Bjorn, Clarke, McGinley named vice captains

Darren Clarke was named a Ryder Cup vice captain on Thursday.

Give Jose Maria Olazabal an A-plus for his decision to name Thomas Bjorn, Darren Clarke and Paul McGinley as three of his four vice captains for next month’s Ryder Cup at Medinah (Ill.) Country Club. The decision can only help Europe retain the cup against the Americans.

Olazabal’s decision ensures continuity and harmony in the European team room. Watch for him to further enhance the European cause when he announces his fourth vice captain. Compatriot Miguel Angel Jimenez is widely expected to be that fourth vice captain. He’ll bring a certain joie de vivre to the European team.

Olazabal will delay naming his fourth captain because Jimenez, a four-time Ryder Cupper, can still make the European team with victory in the Johnnie Walker Championship at Gleneagles, the last event that counts toward European points.

Bjorn, Clarke and McGinley served as vice captains under Colin Montgomerie at Celtic Manor two years ago, when Europe won the cup for the ninth time in the past 13 matches. All are experienced Ryder Cup men who have played in a combined 10 Ryder Cups, with nine wins. Each is worthy of the captaincy on his own merit.

Moreover, they constitute a trio of elder European statesmen much admired by the tour’s rank and file. All three serve on the European Tour’s 15-player tournament committee, with Bjorn the current chairman. They will command a lot of respect in the European team room.

“All three are world-class golfers with tremendous experience of playing in the Ryder Cup, which is absolutely invaluable,” Olazabal said.

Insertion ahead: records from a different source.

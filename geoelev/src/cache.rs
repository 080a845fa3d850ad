//! Bounded LRU cache of open raster tiles.
//!
//! [`TileCache`] keeps at most `capacity` streaming tiles open, keyed by file
//! path. Acquiring a tile moves it to the most-recently-used position; opening
//! a new tile beyond capacity drops the least-recently-used one, which closes
//! its file mapping.

use std::io;
use std::num::NonZeroUsize;
use std::path::{Path, PathBuf};

use lru::LruCache;

use crate::error::{ElevationError, Result};
use crate::tile::RasterTile;

/// Statistics about cache usage.
#[derive(Debug, Clone, Default, PartialEq, Eq)]
pub struct CacheStats {
    /// Number of tiles currently open.
    pub entry_count: u64,
    /// Number of acquisitions served by an already open tile.
    pub hit_count: u64,
    /// Number of acquisitions that opened a tile from disk.
    pub miss_count: u64,
    /// Number of tiles closed to make room for another.
    pub eviction_count: u64,
}

impl CacheStats {
    /// Calculate the cache hit rate (0.0 to 1.0).
    ///
    /// Returns 0.0 if no requests have been made.
    pub fn hit_rate(&self) -> f64 {
        let total = self.hit_count + self.miss_count;
        if total == 0 {
            0.0
        } else {
            self.hit_count as f64 / total as f64
        }
    }
}

/// Strict-recency cache of open [`RasterTile`]s.
///
/// # Example
///
/// ```ignore
/// use std::num::NonZeroUsize;
/// use geoelev::TileCache;
///
/// let mut cache = TileCache::new(NonZeroUsize::new(5).unwrap());
/// let tile = cache.acquire("tiles/n15_e105.tif".as_ref())?;
/// println!("{}", tile.lookup(15.5, 105.5));
/// ```
pub struct TileCache {
    tiles: LruCache<PathBuf, RasterTile>,
    hit_count: u64,
    miss_count: u64,
    eviction_count: u64,
}

impl TileCache {
    /// Create a cache holding at most `capacity` open tiles.
    pub fn new(capacity: NonZeroUsize) -> Self {
        Self {
            tiles: LruCache::new(capacity),
            hit_count: 0,
            miss_count: 0,
            eviction_count: 0,
        }
    }

    /// Return the open tile for `path`, opening it if needed.
    ///
    /// # Errors
    ///
    /// Returns an error if the tile is not cached and cannot be opened. A
    /// failed open leaves the cache unchanged.
    pub fn acquire(&mut self, path: &Path) -> Result<&mut RasterTile> {
        if self.tiles.contains(path) {
            self.hit_count += 1;
        } else {
            let tile = RasterTile::open(path)?;
            self.miss_count += 1;

            if let Some((evicted, _)) = self.tiles.push(path.to_path_buf(), tile) {
                self.eviction_count += 1;
                tracing::debug!(path = %evicted.display(), "Closed least recently used tile");
            }
        }

        self.tiles.get_mut(path).ok_or_else(|| {
            ElevationError::Io(io::Error::new(
                io::ErrorKind::NotFound,
                format!("{} missing from tile cache", path.display()),
            ))
        })
    }

    /// Whether `path` is open, without touching its recency.
    pub fn contains(&self, path: &Path) -> bool {
        self.tiles.contains(path)
    }

    /// Number of open tiles.
    pub fn len(&self) -> usize {
        self.tiles.len()
    }

    pub fn is_empty(&self) -> bool {
        self.tiles.is_empty()
    }

    /// Maximum number of open tiles.
    pub fn capacity(&self) -> usize {
        self.tiles.cap().get()
    }

    /// Open tile paths, most recently used first.
    pub fn paths(&self) -> Vec<&Path> {
        self.tiles.iter().map(|(path, _)| path.as_path()).collect()
    }

    /// Get cache statistics.
    pub fn stats(&self) -> CacheStats {
        CacheStats {
            entry_count: self.tiles.len() as u64,
            hit_count: self.hit_count,
            miss_count: self.miss_count,
            eviction_count: self.eviction_count,
        }
    }

    /// Close every open tile. Counters are kept.
    pub fn clear(&mut self) {
        self.tiles.clear();
    }
}
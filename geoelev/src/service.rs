//! Elevation lookups over a folder of GeoTIFF tiles.
//!
//! This module provides [`ElevationService`], which ties a [`Catalog`], its
//! [`SpatialIndex`] and either a [`TileCache`] (streaming) or a
//! [`TileHandleTable`] (resident) together behind a single `lookup` call.
//!
//! ```ignore
//! use geoelev::ElevationServiceBuilder;
//!
//! let mut service = ElevationServiceBuilder::new("/data/240")
//!     .open_handles(5)
//!     .build()?;
//!
//! // 0 outside coverage, on void cells and on any read fault
//! let elevation = service.lookup(27.98, 86.92);
//! ```

use std::num::NonZeroUsize;
use std::path::{Path, PathBuf};
use std::time::Instant;

use crate::cache::{CacheStats, TileCache};
use crate::catalog::{Catalog, TileDescriptor, TileHandleTable};
use crate::error::{ElevationError, LookupFault, LookupResult, Result};
use crate::index::SpatialIndex;
use crate::tile::SEA_LEVEL;

/// Default number of simultaneously open tiles.
pub const DEFAULT_OPEN_HANDLES: usize = 5;

/// File name of the catalog document inside a tile folder.
pub const SUMMARY_FILE_NAME: &str = "summary.json";

enum TileStore {
    Cached(TileCache),
    Resident(TileHandleTable),
}

/// Elevation resolver for one tile folder.
///
/// All lookup methods take `&mut self`: a lookup may open, evict or decode
/// tiles. Wrap the service in a `Mutex` to share it between threads.
///
/// # Example
///
/// ```ignore
/// use geoelev::ElevationService;
///
/// let mut service = ElevationService::new("/data/tiles", 5)?;
/// match service.try_lookup(15.0, 105.0) {
///     Ok(elevation) => println!("{}m", elevation),
///     Err(fault) => println!("no sample: {}", fault),
/// }
/// ```
pub struct ElevationService {
    tiles_folder: PathBuf,
    catalog: Catalog,
    index: SpatialIndex,
    store: TileStore,
}

impl ElevationService {
    /// Create a streaming service, reusing `<tiles_folder>/summary.json` if
    /// present.
    ///
    /// # Errors
    ///
    /// See [`ElevationServiceBuilder::build`].
    pub fn new<P: AsRef<Path>>(tiles_folder: P, open_handles: usize) -> Result<Self> {
        ElevationServiceBuilder::new(tiles_folder)
            .open_handles(open_handles)
            .build()
    }

    /// Create a builder for custom configuration.
    pub fn builder<P: AsRef<Path>>(tiles_folder: P) -> ElevationServiceBuilder {
        ElevationServiceBuilder::new(tiles_folder)
    }

    fn assemble(tiles_folder: PathBuf, catalog: Catalog, store: TileStore) -> Self {
        let start = Instant::now();
        let index = SpatialIndex::build(&catalog);
        tracing::info!(
            tiles = index.len(),
            elapsed_ms = start.elapsed().as_millis() as u64,
            "Built spatial index"
        );
        Self {
            tiles_folder,
            catalog,
            index,
            store,
        }
    }

    /// Get the elevation at the specified coordinates.
    ///
    /// Never fails: points outside every tile, void cells and any fault while
    /// reading a tile all yield [`SEA_LEVEL`]. Faults are logged.
    ///
    /// # Arguments
    ///
    /// * `lat` - Latitude in decimal degrees
    /// * `lng` - Longitude in decimal degrees
    pub fn lookup(&mut self, lat: f64, lng: f64) -> i32 {
        match self.try_lookup(lat, lng) {
            Ok(elevation) => elevation,
            Err(fault @ LookupFault::OutOfCoverage { .. }) => {
                tracing::debug!(lat, lng, error = %fault, "Lookup outside coverage");
                SEA_LEVEL
            }
            Err(fault) => {
                tracing::warn!(lat, lng, error = %fault, "Lookup failed");
                SEA_LEVEL
            }
        }
    }

    /// Get the elevation at the specified coordinates, keeping the reason
    /// when no sample is available.
    ///
    /// When tiles overlap, the first match of the spatial index is used.
    ///
    /// # Errors
    ///
    /// Returns [`LookupFault::OutOfCoverage`] if no tile contains the point,
    /// or the fault raised while opening or sampling the matching tile.
    pub fn try_lookup(&mut self, lat: f64, lng: f64) -> LookupResult<i32> {
        let descriptor = self
            .index
            .first_match(lat, lng)
            .ok_or(LookupFault::OutOfCoverage { lat, lng })?;

        let tile = match &mut self.store {
            TileStore::Cached(cache) => cache.acquire(descriptor.file())?,
            TileStore::Resident(table) => table.get_mut(descriptor.id()).ok_or_else(|| {
                LookupFault::Decode(format!("tile {} is not resident", descriptor.id()))
            })?,
        };
        tile.sample(lat, lng)
    }

    /// Get elevations for multiple coordinates, in order.
    ///
    /// # Arguments
    ///
    /// * `coords` - Slice of (latitude, longitude) pairs
    pub fn lookup_batch(&mut self, coords: &[(f64, f64)]) -> Vec<i32> {
        coords
            .iter()
            .map(|&(lat, lng)| self.lookup(lat, lng))
            .collect()
    }

    /// Every tile covering `(lat, lng)`, in the order lookups consider them.
    pub fn covering_tiles(&self, lat: f64, lng: f64) -> Vec<&TileDescriptor> {
        self.index.query(lat, lng)
    }

    /// Get cache statistics.
    ///
    /// Resident services report every tile as an entry and no traffic.
    pub fn cache_stats(&self) -> CacheStats {
        match &self.store {
            TileStore::Cached(cache) => cache.stats(),
            TileStore::Resident(table) => CacheStats {
                entry_count: table.len() as u64,
                ..CacheStats::default()
            },
        }
    }

    /// Maximum number of open tiles, or `None` for resident services.
    pub fn cache_capacity(&self) -> Option<usize> {
        match &self.store {
            TileStore::Cached(cache) => Some(cache.capacity()),
            TileStore::Resident(_) => None,
        }
    }

    pub fn catalog(&self) -> &Catalog {
        &self.catalog
    }

    /// Folder the catalog was built from.
    pub fn tiles_folder(&self) -> &Path {
        &self.tiles_folder
    }

    /// Whether every tile is held in memory.
    pub fn is_resident(&self) -> bool {
        matches!(self.store, TileStore::Resident(_))
    }
}

/// Builder for creating [`ElevationService`] with custom configuration.
///
/// # Example
///
/// ```ignore
/// use geoelev::ElevationServiceBuilder;
///
/// let service = ElevationServiceBuilder::new("/data/tiles")
///     .open_handles(8)
///     .always_rebuild(true)
///     .build()?;
/// ```
#[derive(Debug, Clone)]
pub struct ElevationServiceBuilder {
    tiles_folder: PathBuf,
    summary_file: Option<PathBuf>,
    open_handles: usize,
    always_rebuild: bool,
    resident: bool,
}

impl ElevationServiceBuilder {
    /// Create a new builder for the specified tile folder.
    pub fn new<P: AsRef<Path>>(tiles_folder: P) -> Self {
        Self {
            tiles_folder: tiles_folder.as_ref().to_path_buf(),
            summary_file: None,
            open_handles: DEFAULT_OPEN_HANDLES,
            always_rebuild: false,
            resident: false,
        }
    }

    /// Create a builder configured from environment variables.
    ///
    /// # Environment Variables
    ///
    /// | Variable | Description | Default |
    /// |----------|-------------|---------|
    /// | `GEOELEV_DATA_DIR` | Folder containing .tif tiles | Required |
    /// | `GEOELEV_SUMMARY_FILE` | Catalog JSON path | `<data dir>/summary.json` |
    /// | `GEOELEV_OPEN_HANDLES` | Maximum open tiles | 5 |
    /// | `GEOELEV_ALWAYS_REBUILD` | Rebuild the catalog on every start | false |
    /// | `GEOELEV_CACHE_ALL` | Load every tile into memory | false |
    ///
    /// # Errors
    ///
    /// Returns an error if `GEOELEV_DATA_DIR` is not set.
    pub fn from_env() -> Result<Self> {
        let tiles_folder = std::env::var("GEOELEV_DATA_DIR").map_err(|_| {
            ElevationError::InvalidConfig("GEOELEV_DATA_DIR environment variable not set".into())
        })?;
        let mut builder = Self::new(tiles_folder).apply_env();
        if let Ok(path) = std::env::var("GEOELEV_SUMMARY_FILE") {
            builder.summary_file = Some(PathBuf::from(path));
        }
        Ok(builder)
    }

    /// Override options from the `GEOELEV_*` variables that can be shared by
    /// several tile folders: `GEOELEV_OPEN_HANDLES`, `GEOELEV_ALWAYS_REBUILD`
    /// and `GEOELEV_CACHE_ALL`.
    pub fn apply_env(mut self) -> Self {
        if let Some(n) = std::env::var("GEOELEV_OPEN_HANDLES")
            .ok()
            .and_then(|s| s.parse().ok())
        {
            self.open_handles = n;
        }
        if let Some(flag) = env_flag("GEOELEV_ALWAYS_REBUILD") {
            self.always_rebuild = flag;
        }
        if let Some(flag) = env_flag("GEOELEV_CACHE_ALL") {
            self.resident = flag;
        }
        self
    }

    /// Set where the catalog document is read from and written to.
    pub fn summary_file<P: AsRef<Path>>(mut self, path: P) -> Self {
        self.summary_file = Some(path.as_ref().to_path_buf());
        self
    }

    /// Set the maximum number of simultaneously open tiles.
    pub fn open_handles(mut self, n: usize) -> Self {
        self.open_handles = n;
        self
    }

    /// Rebuild the catalog even if a summary document exists.
    pub fn always_rebuild(mut self, yes: bool) -> Self {
        self.always_rebuild = yes;
        self
    }

    /// Decode every tile into memory at startup.
    ///
    /// Resident lookups skip reprojection, so only use this when every tile
    /// is natively WGS84.
    pub fn resident(mut self, yes: bool) -> Self {
        self.resident = yes;
        self
    }

    /// The summary document path this builder will use.
    pub fn summary_path(&self) -> PathBuf {
        self.summary_file
            .clone()
            .unwrap_or_else(|| self.tiles_folder.join(SUMMARY_FILE_NAME))
    }

    /// Build the service.
    ///
    /// Resident services scan the folder and never touch the summary
    /// document. Streaming services load the summary if it exists and
    /// rebuilding is not forced; otherwise they scan the folder and save a
    /// fresh summary.
    ///
    /// # Errors
    ///
    /// Returns an error if `open_handles` is zero, the folder or summary
    /// cannot be read, the summary is malformed, or any tile fails to load
    /// during a scan.
    pub fn build(self) -> Result<ElevationService> {
        let capacity = NonZeroUsize::new(self.open_handles).ok_or_else(|| {
            ElevationError::InvalidConfig("open_handles must be at least 1".into())
        })?;

        if self.resident {
            let (catalog, table) = TileHandleTable::materialize(&self.tiles_folder)?;
            return Ok(ElevationService::assemble(
                self.tiles_folder,
                catalog,
                TileStore::Resident(table),
            ));
        }

        let summary = self.summary_path();
        let mut cache = TileCache::new(capacity);
        let catalog = if summary.exists() && !self.always_rebuild {
            tracing::info!(path = %summary.display(), "Re-using existing tile summary");
            Catalog::load(&summary)?
        } else {
            tracing::info!(folder = %self.tiles_folder.display(), "Creating tile summary");
            let catalog = Catalog::build(&self.tiles_folder, &mut cache)?;
            catalog.save(&summary)?;
            catalog
        };

        Ok(ElevationService::assemble(
            self.tiles_folder,
            catalog,
            TileStore::Cached(cache),
        ))
    }
}

fn env_flag(name: &str) -> Option<bool> {
    let value = std::env::var(name).ok()?;
    match value.trim().to_ascii_lowercase().as_str() {
        "1" | "true" | "yes" | "on" => Some(true),
        "0" | "false" | "no" | "off" => Some(false),
        _ => None,
    }
}
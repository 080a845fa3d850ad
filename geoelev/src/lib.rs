//! # geoelev - GeoTIFF Elevation Library
//!
//! Point elevation lookups over a folder of georeferenced GeoTIFF tiles.
//!
//! ## Features
//!
//! - **Indexed**: Tile extents go into an R-tree, so a lookup only touches
//!   the tile that covers the point
//! - **Bounded**: At most `open_handles` tiles are memory-mapped at once,
//!   evicted in least-recently-used order
//! - **Reprojecting**: WGS84 queries are transformed into each tile's native
//!   CRS (EPSG code from its GeoKeys)
//! - **Total**: `lookup` never fails; sea level (0) is returned outside
//!   coverage, on void cells and on any read fault
//!
//! ## Quick Start
//!
//! ```ignore
//! use geoelev::ElevationService;
//!
//! // Scans /data/240 on first start and writes /data/240/summary.json
//! let mut service = ElevationService::new("/data/240", 5)?;
//! let elevation = service.lookup(27.9881, 86.9250);
//! println!("Elevation: {}m", elevation);
//! ```
//!
//! ## Summary Document
//!
//! The catalog of a folder is persisted as a JSON array of
//! `{"file": ..., "coords": [lat_min, lat_max, lng_min, lng_max]}` objects
//! and reused on later starts unless a rebuild is requested.
//!
//! ## Resident Mode
//!
//! With [`ElevationServiceBuilder::resident`] every tile is decoded into
//! memory at startup. Resident lookups skip reprojection, so that mode is
//! only correct for folders whose tiles are all natively WGS84.

pub mod cache;
pub mod catalog;
pub mod error;
pub mod geotransform;
pub mod index;
pub mod projection;
pub mod service;
pub mod tile;

#[cfg(test)]
mod fixtures;

// Re-export main types at crate root for convenience
pub use cache::{CacheStats, TileCache};
pub use catalog::{Catalog, TileBounds, TileDescriptor, TileHandleTable, TileId};
pub use error::{ElevationError, LookupFault, LookupResult, Result};
pub use geotransform::{Corners, GeoTransform};
pub use index::SpatialIndex;
pub use projection::{CoordinateTransform, WGS84_EPSG};
pub use service::{
    ElevationService, ElevationServiceBuilder, DEFAULT_OPEN_HANDLES, SUMMARY_FILE_NAME,
};
pub use tile::{RasterTile, TileStatistics, NO_DATA, SEA_LEVEL};
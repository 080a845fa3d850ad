use anyhow::{Context, Result};
use std::time::Instant;

use super::ServiceOptions;

pub fn run(options: &ServiceOptions, force: bool) -> Result<()> {
    // Resident services never write the summary
    let builder = options.builder()?.resident(false).always_rebuild(force);
    let summary_path = builder.summary_path();
    let existed = summary_path.exists();

    let start = Instant::now();
    let service = builder.build().context("Failed to build tile summary")?;
    let catalog = service.catalog();

    if existed && !force {
        println!(
            "Summary already exists: {} ({} tiles). Use --force to rebuild.",
            summary_path.display(),
            catalog.len()
        );
        return Ok(());
    }

    println!(
        "{:<6} {:>10} {:>10} {:>11} {:>11}  FILE",
        "ID", "LAT MIN", "LAT MAX", "LNG MIN", "LNG MAX"
    );
    println!("{}", "-".repeat(60));
    for tile in catalog.tiles() {
        let b = tile.bounds();
        println!(
            "{:<6} {:>10.4} {:>10.4} {:>11.4} {:>11.4}  {}",
            tile.id().0,
            b.lat_min,
            b.lat_max,
            b.lng_min,
            b.lng_max,
            tile.file().display()
        );
    }

    println!();
    println!("Summary:");
    println!("  Total tiles: {}", catalog.len());
    println!("  Elapsed: {:.2}s", start.elapsed().as_secs_f64());
    println!("  Data directory: {}", service.tiles_folder().display());
    println!("  Written to: {}", summary_path.display());
    Ok(())
}
//! Basic example demonstrating geoelev library usage.
//!
//! Run with: cargo run --example basic -- /path/to/tif/files

use geoelev::{ElevationError, ElevationService, LookupFault};
use std::env;

fn main() -> Result<(), ElevationError> {
    // Get tile folder from command line
    let tiles_folder = env::args().nth(1).unwrap_or_else(|| {
        eprintln!("Usage: cargo run --example basic -- /path/to/tif/files");
        std::process::exit(1);
    });

    // Scans the folder (or reuses summary.json) with up to 5 open tiles
    let mut service = ElevationService::new(&tiles_folder, 5)?;
    println!("Catalogued {} tiles", service.catalog().len());

    // Query some famous peaks
    let locations = [
        ("Mount Fuji, Japan", 35.3606, 138.7274),
        ("Mount Everest, Nepal", 27.9881, 86.9250),
        ("Denali, Alaska", 63.0695, -151.0074),
    ];

    println!("Elevation queries:");
    println!("{:-<50}", "");

    for (name, lat, lng) in &locations {
        match service.try_lookup(*lat, *lng) {
            Ok(elevation) => println!("{}: {}m", name, elevation),
            Err(LookupFault::OutOfCoverage { .. }) => {
                println!("{}: no tile covers this point", name)
            }
            Err(fault) => println!("{}: {} (lookup returns 0)", name, fault),
        }
    }

    // Show cache statistics
    let stats = service.cache_stats();
    println!("\nCache statistics:");
    println!("  Open tiles: {}", stats.entry_count);
    println!("  Hits: {}", stats.hit_count);
    println!("  Misses: {}", stats.miss_count);
    println!("  Evictions: {}", stats.eviction_count);
    println!("  Hit rate: {:.1}%", stats.hit_rate() * 100.0);

    Ok(())
}
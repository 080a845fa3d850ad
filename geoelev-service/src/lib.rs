//! geoelev Service Library
//!
//! HTTP handlers, tier configuration and router for the elevation service.
//! This library is used by both the geoelev-service binary and integration tests.

pub mod config;
pub mod handlers;

use std::sync::{Arc, Mutex};

use axum::{
    http::{header, HeaderName, Method},
    routing::get,
    Router,
};
use geoelev::{ElevationError, ElevationService};
use tower_http::{
    cors::{Any, CorsLayer},
    trace::TraceLayer,
};

/// One tile folder served under its own name.
pub struct Tier {
    /// Path segment under `/api/v1/lookup/`.
    pub name: String,
    /// Lookups lock the service for the whole batch.
    pub service: Arc<Mutex<ElevationService>>,
}

/// Application state shared across handlers.
pub struct AppState {
    tiers: Vec<Tier>,
    default_tier: usize,
}

impl AppState {
    /// Create state from named services.
    ///
    /// `default_tier` names the tier served by the bare lookup endpoint; when
    /// `None` the last tier is used.
    ///
    /// # Errors
    ///
    /// Returns an error if `tiers` is empty or `default_tier` is not one of
    /// the given names.
    pub fn new(
        tiers: Vec<(String, ElevationService)>,
        default_tier: Option<&str>,
    ) -> Result<Self, ElevationError> {
        let tiers: Vec<Tier> = tiers
            .into_iter()
            .map(|(name, service)| Tier {
                name,
                service: Arc::new(Mutex::new(service)),
            })
            .collect();

        let default_tier = match default_tier {
            Some(name) => tiers.iter().position(|t| t.name == name).ok_or_else(|| {
                ElevationError::InvalidConfig(format!("default tier \"{}\" is not configured", name))
            })?,
            None => tiers
                .len()
                .checked_sub(1)
                .ok_or_else(|| ElevationError::InvalidConfig("no tiers configured".into()))?,
        };

        Ok(Self {
            tiers,
            default_tier,
        })
    }

    /// Find a tier by name.
    pub fn tier(&self, name: &str) -> Option<&Tier> {
        self.tiers.iter().find(|t| t.name == name)
    }

    /// The tier served by `/api/v1/lookup`.
    pub fn default_tier(&self) -> &Tier {
        &self.tiers[self.default_tier]
    }

    pub fn tiers(&self) -> &[Tier] {
        &self.tiers
    }
}

/// Build the application router.
pub fn router(state: Arc<AppState>) -> Router {
    Router::new()
        .route(
            "/api/v1/lookup",
            get(handlers::get_lookup).post(handlers::post_lookup),
        )
        .route(
            "/api/v1/lookup/:tier",
            get(handlers::get_tier_lookup).post(handlers::post_tier_lookup),
        )
        .route("/health", get(handlers::health_check))
        .route("/stats", get(handlers::get_stats))
        .layer(TraceLayer::new_for_http())
        .layer(cors_layer())
        .with_state(state)
}

fn cors_layer() -> CorsLayer {
    CorsLayer::new()
        .allow_origin(Any)
        .allow_methods([
            Method::PUT,
            Method::GET,
            Method::POST,
            Method::DELETE,
            Method::OPTIONS,
        ])
        .allow_headers([
            header::ORIGIN,
            header::ACCEPT,
            header::CONTENT_TYPE,
            HeaderName::from_static("x-requested-with"),
            HeaderName::from_static("x-csrf-token"),
        ])
}

// Re-export commonly used types for convenience
pub use handlers::{
    ErrorResponse, HealthResponse, LocationResult, LookupQuery, LookupResponse, StatsResponse,
    TierStats,
};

“Thomas, Darren and Paul share a special spirit and love for the game, and they have the respect and admiration of everyone in golf. Their passion, commitment and desire to win will encourage everyone in the team room. For me it is so important to have guys you know, guys you trust, guys familiar with this contest because the Ryder Cup is unique.

“My own experiences as a vice captain in 2008 and 2010 taught me that you need a lot of help that week. You need eyes, extra eyes to follow the players in the practice rounds to gather as much information as you can.”

Olazabal was a late addition to Montgomerie’s team two years ago. He turned up at Celtic Manor as an ambassador for a brand of coffee-making machines, and Montgomerie wasted no time in giving him a proper job.

However, the Spaniard probably learned more from his experience under Nick Faldo four years ago. Olazabal was the only vice captain whom Faldo named at Valhalla, and it turned out to be disastrous. Faldo was completely outplayed by U.S. captain Paul Azinger that year.

Azinger employed three vice captains – Olin Browne, Ray Floyd and Dave Stockton – and assigned them four players each to watch over, freeing up Azinger to play a more wide-ranging role. It worked so well that Montgomerie and Corey Pavin adopted the strategy last time around, and Olazabal and opposite Davis Love III have continued the trend.

Love has Fred Couples, Mike Hulbert, Jeff Sluman and Scott Verplank as his vice captains. It’s a good team, but it’s debatable whether it’s a better one. My hunch is not. My feeling is that Bjorn & Co. will command more respect in the Euro camp than Love’s quartet will in the U.S. team room.

Olazabal’s nous comes as no surprise. He’s a veteran of seven Ryder Cup matches from 1987 to 2006. Moreover, he served his apprenticeship under Seve Ballesteros, forming a formidable, near unbeatable partnership. There wasn’t much Seve didn’t know about the Ryder Cup and the art of match play. Olazabal learned at the feet of the Master.

So chalk one up for the man affectionately known as “Chema” on the European Tour. He’s off to a winning start.